--- EXERCISE DETAILS ---
In the reply, include exactly the lines of the entries below from the first to the line with "the same payload.", that line included.
-*-*-
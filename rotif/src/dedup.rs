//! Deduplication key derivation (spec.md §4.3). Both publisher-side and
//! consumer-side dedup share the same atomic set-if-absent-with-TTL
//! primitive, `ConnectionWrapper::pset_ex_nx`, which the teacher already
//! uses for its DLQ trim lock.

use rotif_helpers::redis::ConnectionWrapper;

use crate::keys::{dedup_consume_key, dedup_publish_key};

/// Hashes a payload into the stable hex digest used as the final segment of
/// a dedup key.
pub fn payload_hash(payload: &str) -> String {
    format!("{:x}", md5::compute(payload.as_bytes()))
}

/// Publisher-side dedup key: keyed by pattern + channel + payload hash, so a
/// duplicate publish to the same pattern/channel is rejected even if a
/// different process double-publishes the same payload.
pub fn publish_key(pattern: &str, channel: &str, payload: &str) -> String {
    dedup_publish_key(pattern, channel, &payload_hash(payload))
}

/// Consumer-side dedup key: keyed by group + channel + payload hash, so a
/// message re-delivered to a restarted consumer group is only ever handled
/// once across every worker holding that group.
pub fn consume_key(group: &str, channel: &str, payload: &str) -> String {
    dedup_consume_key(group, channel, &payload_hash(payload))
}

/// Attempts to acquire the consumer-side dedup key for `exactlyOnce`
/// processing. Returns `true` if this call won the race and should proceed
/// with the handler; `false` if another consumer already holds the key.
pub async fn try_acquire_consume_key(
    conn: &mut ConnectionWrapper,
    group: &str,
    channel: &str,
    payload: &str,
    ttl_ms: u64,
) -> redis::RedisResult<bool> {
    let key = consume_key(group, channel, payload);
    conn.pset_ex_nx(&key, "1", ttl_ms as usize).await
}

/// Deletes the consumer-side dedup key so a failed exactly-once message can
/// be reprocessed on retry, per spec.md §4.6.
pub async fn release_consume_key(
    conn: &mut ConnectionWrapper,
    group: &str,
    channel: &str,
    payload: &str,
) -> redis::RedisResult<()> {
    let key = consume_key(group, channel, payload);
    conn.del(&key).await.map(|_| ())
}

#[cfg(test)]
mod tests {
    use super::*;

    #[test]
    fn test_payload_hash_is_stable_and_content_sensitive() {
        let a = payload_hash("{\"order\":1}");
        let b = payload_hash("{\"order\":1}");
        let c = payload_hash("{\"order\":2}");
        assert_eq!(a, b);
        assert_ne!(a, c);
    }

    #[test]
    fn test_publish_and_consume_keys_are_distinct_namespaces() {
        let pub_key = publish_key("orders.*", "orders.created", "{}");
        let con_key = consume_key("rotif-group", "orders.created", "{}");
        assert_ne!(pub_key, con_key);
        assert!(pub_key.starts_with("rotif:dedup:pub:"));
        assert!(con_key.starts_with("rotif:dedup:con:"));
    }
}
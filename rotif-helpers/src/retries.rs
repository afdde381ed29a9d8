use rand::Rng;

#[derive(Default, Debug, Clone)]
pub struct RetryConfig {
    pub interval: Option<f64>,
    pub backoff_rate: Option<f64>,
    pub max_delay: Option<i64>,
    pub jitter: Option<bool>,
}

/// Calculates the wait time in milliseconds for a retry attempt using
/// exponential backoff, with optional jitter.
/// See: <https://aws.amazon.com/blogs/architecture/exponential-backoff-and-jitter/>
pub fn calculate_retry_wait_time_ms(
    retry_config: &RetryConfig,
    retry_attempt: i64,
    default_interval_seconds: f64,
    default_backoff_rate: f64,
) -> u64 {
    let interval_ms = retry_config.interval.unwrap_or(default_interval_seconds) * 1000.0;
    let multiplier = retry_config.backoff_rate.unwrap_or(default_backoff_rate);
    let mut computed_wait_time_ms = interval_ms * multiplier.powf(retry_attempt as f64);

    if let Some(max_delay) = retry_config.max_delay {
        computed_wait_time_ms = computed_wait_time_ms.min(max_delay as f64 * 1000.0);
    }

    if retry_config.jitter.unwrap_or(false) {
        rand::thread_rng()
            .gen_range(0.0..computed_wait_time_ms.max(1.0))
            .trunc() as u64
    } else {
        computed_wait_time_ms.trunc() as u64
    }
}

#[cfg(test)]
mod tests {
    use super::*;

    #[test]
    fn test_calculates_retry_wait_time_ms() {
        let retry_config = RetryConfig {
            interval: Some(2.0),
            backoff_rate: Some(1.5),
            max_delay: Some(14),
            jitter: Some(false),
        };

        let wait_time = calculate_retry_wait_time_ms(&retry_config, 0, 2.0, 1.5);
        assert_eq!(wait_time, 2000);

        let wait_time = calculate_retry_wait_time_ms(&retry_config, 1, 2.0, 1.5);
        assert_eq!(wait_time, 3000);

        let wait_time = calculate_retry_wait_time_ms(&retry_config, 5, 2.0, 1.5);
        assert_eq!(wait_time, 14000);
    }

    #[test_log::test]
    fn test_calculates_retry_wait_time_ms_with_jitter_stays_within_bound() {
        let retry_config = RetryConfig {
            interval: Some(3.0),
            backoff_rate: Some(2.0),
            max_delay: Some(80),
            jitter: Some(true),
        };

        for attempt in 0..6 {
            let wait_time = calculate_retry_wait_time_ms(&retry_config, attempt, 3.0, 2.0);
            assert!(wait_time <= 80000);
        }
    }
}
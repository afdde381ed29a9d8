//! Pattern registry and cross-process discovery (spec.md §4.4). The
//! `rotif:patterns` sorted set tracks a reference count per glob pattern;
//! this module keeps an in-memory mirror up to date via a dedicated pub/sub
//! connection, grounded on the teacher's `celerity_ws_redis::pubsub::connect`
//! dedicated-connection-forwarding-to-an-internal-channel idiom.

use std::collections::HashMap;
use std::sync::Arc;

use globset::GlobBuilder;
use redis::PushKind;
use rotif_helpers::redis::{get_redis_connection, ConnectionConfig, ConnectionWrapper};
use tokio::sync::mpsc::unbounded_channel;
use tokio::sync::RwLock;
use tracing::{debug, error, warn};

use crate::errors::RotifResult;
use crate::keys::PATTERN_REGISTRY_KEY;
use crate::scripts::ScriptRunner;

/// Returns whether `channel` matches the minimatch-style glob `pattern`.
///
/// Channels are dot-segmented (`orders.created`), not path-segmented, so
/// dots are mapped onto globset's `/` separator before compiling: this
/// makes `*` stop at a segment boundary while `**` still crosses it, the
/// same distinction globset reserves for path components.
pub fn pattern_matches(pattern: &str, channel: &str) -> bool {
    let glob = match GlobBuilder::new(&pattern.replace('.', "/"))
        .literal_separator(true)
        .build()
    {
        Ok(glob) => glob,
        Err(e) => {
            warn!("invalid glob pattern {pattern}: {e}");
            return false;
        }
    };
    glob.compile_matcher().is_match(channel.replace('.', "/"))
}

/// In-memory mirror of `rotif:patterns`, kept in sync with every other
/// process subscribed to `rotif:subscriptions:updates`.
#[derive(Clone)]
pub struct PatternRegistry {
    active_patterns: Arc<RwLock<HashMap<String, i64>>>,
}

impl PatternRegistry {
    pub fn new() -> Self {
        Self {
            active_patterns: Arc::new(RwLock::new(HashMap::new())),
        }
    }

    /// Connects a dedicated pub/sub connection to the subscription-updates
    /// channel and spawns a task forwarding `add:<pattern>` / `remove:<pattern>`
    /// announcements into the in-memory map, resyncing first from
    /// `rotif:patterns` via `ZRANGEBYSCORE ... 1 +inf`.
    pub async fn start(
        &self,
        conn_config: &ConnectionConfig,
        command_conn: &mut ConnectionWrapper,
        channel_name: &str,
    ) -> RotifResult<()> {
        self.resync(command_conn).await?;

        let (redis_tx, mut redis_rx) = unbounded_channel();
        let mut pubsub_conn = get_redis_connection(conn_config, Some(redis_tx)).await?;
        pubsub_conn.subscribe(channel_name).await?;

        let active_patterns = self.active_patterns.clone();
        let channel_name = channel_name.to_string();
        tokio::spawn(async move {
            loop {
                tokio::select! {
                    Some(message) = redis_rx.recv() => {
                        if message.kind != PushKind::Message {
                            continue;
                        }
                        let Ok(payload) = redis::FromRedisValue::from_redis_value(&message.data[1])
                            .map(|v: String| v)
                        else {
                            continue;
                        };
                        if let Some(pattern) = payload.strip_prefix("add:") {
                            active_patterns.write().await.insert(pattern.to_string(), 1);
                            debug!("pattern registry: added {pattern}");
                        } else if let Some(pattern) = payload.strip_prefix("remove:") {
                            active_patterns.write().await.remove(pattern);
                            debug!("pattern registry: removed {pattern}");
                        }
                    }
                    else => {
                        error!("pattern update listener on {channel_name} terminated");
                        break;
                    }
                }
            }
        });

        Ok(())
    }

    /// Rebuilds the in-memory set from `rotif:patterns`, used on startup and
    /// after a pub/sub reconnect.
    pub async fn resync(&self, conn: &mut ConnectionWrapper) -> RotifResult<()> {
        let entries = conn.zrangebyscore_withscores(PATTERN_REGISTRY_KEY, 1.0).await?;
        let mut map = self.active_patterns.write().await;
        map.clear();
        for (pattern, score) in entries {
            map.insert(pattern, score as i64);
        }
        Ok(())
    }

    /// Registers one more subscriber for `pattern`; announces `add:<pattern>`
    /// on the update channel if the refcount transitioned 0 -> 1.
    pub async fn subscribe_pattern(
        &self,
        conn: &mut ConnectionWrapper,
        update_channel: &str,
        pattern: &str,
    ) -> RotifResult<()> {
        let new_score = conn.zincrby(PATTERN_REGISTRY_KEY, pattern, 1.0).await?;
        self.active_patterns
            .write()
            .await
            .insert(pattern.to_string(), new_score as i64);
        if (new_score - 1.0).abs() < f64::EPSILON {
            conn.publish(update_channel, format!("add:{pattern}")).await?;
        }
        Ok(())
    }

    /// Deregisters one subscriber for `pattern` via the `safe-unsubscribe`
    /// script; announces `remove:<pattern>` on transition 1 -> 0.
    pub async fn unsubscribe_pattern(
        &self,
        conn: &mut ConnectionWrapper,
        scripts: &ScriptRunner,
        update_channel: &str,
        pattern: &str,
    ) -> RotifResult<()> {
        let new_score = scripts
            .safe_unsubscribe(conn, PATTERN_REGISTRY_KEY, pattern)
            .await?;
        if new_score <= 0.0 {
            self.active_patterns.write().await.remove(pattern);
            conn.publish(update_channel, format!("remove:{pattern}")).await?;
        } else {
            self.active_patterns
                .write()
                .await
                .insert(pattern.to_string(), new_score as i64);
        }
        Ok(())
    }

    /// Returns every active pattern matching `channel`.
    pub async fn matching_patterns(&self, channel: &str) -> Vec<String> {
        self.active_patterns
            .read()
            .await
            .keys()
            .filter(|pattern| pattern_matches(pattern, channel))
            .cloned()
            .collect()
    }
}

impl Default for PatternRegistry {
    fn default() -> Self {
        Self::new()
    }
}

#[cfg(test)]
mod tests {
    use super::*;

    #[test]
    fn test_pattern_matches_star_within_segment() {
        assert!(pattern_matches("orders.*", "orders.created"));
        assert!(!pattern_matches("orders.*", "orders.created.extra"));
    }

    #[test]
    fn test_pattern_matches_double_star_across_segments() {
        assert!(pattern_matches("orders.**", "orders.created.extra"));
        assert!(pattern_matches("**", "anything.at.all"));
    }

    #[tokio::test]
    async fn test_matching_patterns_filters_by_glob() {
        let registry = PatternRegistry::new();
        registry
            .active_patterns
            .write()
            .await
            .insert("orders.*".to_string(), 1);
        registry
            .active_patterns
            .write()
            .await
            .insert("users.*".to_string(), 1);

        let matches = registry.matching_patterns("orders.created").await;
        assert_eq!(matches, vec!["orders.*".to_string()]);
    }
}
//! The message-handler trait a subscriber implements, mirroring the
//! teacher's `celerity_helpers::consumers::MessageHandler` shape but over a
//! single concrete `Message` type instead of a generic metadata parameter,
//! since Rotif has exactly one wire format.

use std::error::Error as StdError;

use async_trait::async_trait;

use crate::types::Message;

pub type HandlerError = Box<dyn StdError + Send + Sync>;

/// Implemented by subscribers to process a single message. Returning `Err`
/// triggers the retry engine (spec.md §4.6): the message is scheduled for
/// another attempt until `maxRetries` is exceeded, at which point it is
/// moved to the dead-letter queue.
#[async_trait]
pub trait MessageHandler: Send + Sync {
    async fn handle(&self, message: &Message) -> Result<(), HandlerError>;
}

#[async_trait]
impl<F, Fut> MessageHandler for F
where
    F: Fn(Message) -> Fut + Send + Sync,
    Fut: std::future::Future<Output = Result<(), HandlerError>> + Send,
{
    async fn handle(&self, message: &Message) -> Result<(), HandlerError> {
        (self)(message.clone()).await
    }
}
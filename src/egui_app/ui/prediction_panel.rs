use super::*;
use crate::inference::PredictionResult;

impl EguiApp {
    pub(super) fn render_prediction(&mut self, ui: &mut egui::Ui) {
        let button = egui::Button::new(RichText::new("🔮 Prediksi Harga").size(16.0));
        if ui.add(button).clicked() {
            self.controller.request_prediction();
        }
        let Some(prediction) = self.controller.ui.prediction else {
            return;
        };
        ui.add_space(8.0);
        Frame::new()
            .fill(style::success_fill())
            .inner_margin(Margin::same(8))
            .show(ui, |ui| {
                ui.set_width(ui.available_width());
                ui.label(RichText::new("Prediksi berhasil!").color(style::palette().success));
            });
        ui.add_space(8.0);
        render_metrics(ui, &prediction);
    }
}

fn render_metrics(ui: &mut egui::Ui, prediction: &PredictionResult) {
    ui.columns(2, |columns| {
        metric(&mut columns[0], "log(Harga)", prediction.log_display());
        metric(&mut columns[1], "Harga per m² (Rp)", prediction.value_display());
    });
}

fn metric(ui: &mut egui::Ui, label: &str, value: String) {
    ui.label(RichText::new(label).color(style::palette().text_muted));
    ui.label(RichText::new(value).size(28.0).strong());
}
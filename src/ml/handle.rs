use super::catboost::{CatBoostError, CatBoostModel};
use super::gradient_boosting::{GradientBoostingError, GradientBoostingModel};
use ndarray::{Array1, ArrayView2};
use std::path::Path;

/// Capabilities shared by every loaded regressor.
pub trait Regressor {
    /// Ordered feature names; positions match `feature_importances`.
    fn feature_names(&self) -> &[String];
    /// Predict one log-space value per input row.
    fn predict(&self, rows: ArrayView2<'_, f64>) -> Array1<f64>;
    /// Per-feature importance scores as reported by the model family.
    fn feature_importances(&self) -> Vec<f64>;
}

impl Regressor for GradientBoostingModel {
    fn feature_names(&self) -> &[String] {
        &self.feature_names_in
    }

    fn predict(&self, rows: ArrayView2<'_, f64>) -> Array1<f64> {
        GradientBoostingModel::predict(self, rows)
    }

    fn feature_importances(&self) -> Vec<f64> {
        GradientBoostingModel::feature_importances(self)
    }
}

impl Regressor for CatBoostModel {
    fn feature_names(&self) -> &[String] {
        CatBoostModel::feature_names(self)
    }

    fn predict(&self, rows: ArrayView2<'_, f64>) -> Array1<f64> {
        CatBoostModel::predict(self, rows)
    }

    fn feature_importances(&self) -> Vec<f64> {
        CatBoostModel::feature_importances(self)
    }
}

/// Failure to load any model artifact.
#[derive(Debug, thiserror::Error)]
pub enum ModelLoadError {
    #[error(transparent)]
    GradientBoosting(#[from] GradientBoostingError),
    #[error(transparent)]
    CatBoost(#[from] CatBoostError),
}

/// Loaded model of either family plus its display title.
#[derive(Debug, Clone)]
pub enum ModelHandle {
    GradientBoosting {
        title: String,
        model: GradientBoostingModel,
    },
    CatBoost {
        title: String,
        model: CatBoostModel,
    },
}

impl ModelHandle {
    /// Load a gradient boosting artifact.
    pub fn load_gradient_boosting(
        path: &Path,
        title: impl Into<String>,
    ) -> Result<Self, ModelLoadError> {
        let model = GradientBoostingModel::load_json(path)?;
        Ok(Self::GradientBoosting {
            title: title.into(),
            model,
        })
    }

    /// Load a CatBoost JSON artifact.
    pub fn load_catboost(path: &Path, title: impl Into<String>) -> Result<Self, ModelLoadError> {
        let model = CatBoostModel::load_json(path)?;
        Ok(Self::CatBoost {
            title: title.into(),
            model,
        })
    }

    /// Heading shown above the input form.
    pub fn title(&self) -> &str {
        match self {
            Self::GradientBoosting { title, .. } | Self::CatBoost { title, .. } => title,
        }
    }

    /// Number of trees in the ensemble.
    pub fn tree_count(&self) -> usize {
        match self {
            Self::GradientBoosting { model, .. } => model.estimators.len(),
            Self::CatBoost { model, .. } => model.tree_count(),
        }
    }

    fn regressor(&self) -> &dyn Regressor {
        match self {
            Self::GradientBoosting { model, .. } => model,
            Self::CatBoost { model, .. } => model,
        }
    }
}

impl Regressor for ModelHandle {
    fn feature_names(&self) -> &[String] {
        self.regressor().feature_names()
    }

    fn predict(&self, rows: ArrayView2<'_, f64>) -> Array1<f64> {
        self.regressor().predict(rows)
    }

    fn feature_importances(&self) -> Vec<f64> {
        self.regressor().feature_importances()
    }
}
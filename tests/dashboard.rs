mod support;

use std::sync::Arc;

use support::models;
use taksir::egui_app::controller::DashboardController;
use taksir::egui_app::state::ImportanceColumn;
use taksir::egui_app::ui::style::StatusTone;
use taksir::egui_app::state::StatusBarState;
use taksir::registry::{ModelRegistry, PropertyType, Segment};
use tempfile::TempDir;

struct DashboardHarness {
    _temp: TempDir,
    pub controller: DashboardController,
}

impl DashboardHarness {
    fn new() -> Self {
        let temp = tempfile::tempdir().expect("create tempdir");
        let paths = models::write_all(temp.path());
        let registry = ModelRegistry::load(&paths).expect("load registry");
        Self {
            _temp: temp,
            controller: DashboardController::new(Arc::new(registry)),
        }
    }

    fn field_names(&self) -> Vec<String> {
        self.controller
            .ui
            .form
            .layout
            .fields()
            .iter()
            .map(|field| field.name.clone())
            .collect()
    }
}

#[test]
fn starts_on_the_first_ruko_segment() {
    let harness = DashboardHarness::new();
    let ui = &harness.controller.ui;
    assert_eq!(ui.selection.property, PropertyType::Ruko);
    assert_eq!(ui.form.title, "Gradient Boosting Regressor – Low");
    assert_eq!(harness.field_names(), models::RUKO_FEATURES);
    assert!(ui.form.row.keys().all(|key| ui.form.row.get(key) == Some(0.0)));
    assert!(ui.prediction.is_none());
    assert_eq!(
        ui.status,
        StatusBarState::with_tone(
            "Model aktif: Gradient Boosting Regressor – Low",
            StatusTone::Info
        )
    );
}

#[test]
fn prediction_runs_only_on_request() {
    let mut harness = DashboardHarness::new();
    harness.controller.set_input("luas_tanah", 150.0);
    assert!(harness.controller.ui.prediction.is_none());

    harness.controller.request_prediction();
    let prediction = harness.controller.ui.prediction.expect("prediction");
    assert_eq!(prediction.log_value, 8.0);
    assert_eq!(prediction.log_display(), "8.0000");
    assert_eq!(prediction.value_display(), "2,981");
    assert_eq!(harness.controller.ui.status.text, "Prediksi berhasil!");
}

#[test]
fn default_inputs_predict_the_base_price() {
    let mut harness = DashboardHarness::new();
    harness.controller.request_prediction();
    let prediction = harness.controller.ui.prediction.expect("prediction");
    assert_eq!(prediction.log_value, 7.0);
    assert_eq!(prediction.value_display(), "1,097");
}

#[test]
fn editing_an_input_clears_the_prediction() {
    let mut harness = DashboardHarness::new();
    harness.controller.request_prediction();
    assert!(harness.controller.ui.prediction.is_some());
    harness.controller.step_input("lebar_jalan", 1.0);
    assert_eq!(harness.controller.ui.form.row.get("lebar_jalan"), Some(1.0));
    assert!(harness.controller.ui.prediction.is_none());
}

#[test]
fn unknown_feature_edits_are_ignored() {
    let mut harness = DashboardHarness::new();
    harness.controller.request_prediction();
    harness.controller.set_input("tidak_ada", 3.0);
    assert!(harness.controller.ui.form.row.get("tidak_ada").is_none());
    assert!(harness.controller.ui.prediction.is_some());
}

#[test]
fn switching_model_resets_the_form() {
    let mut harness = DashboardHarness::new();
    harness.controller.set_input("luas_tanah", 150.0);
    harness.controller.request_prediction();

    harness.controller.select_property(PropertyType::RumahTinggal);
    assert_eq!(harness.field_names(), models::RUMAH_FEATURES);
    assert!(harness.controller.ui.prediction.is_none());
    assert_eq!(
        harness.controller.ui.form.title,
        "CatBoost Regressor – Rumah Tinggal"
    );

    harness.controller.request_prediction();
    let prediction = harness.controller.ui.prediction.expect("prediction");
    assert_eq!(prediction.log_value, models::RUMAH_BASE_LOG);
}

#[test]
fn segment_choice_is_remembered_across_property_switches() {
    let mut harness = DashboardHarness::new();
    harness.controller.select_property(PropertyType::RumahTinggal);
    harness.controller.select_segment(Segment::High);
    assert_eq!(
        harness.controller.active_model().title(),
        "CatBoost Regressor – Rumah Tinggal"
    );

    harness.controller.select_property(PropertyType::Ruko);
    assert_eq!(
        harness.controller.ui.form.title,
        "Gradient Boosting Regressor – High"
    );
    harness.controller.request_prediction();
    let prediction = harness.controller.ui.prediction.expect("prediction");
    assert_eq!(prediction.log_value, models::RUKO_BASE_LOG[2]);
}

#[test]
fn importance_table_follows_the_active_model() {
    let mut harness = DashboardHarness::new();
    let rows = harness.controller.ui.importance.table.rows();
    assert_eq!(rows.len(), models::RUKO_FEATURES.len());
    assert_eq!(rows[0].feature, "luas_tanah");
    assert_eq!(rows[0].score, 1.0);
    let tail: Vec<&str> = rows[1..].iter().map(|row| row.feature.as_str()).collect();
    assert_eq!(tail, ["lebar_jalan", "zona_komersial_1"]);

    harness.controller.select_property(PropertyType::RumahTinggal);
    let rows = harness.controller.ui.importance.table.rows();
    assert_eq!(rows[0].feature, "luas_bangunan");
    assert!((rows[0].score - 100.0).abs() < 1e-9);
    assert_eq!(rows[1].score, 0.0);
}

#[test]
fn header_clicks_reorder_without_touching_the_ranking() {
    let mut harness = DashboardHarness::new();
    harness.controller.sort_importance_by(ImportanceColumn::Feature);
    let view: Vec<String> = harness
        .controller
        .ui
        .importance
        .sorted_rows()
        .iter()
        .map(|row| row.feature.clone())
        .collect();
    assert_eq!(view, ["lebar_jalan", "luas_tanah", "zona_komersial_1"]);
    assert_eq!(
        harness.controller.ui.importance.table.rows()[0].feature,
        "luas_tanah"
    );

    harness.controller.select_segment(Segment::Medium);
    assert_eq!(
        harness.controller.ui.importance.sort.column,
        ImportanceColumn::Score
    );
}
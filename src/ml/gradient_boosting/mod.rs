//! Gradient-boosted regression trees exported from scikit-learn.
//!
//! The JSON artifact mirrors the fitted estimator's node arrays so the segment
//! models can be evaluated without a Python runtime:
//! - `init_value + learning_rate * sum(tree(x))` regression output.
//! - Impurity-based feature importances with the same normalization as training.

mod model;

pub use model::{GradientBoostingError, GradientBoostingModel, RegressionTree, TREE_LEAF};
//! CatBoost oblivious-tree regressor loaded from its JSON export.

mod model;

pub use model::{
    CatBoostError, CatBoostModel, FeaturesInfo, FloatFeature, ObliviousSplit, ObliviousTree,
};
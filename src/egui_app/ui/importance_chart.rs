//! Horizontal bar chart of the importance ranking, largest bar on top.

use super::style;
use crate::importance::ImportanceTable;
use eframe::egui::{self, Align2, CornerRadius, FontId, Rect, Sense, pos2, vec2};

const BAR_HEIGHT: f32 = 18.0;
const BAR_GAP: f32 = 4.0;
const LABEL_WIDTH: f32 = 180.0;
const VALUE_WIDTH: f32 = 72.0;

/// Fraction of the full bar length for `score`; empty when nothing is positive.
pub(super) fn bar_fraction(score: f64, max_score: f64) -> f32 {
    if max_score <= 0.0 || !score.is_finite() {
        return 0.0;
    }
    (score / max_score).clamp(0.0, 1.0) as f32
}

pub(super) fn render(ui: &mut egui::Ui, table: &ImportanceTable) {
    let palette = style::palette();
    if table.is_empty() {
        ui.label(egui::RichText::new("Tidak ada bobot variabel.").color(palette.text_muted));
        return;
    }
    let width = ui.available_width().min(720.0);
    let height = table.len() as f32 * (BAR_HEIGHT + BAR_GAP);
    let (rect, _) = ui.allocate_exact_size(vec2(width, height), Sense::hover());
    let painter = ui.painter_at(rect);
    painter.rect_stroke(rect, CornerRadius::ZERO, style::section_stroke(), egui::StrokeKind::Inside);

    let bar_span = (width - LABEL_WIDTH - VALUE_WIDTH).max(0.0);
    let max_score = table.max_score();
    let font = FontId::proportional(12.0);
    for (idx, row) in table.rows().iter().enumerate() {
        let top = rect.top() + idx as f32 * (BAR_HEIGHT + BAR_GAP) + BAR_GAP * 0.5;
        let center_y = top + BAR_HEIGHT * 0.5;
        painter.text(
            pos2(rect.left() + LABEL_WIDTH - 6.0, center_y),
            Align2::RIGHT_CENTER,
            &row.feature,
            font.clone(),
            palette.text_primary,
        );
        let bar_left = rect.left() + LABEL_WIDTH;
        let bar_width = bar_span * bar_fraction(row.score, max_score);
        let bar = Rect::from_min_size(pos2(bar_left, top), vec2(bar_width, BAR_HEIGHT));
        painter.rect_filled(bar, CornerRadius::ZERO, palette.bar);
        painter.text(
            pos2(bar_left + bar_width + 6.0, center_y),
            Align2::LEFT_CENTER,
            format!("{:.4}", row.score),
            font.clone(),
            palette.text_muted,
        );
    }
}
-*-*-
--- REPLY TO THE TASK ---
filename rotif/src/dedup.rs
//! Deduplication key derivation (spec.md §4.3). Both publisher-side and
//! consumer-side dedup share the same atomic set-if-absent-with-TTL
//! primitive, `ConnectionWrapper::pset_ex_nx`, which the teacher already
//! uses for its DLQ trim lock.

use rotif_helpers::redis::ConnectionWrapper;

use crate::keys::{dedup_consume_key, dedup_publish_key};

/// Hashes a payload into the stable hex digest used as the final segment of
/// a dedup key.
pub fn payload_hash(payload: &str) -> String {
    format!("{:x}", md5::compute(payload.as_bytes()))
}

/// Publisher-side dedup key: keyed by pattern + channel + payload hash, so a
/// duplicate publish to the same pattern/channel is rejected even if a
/// different process double-publishes the same payload.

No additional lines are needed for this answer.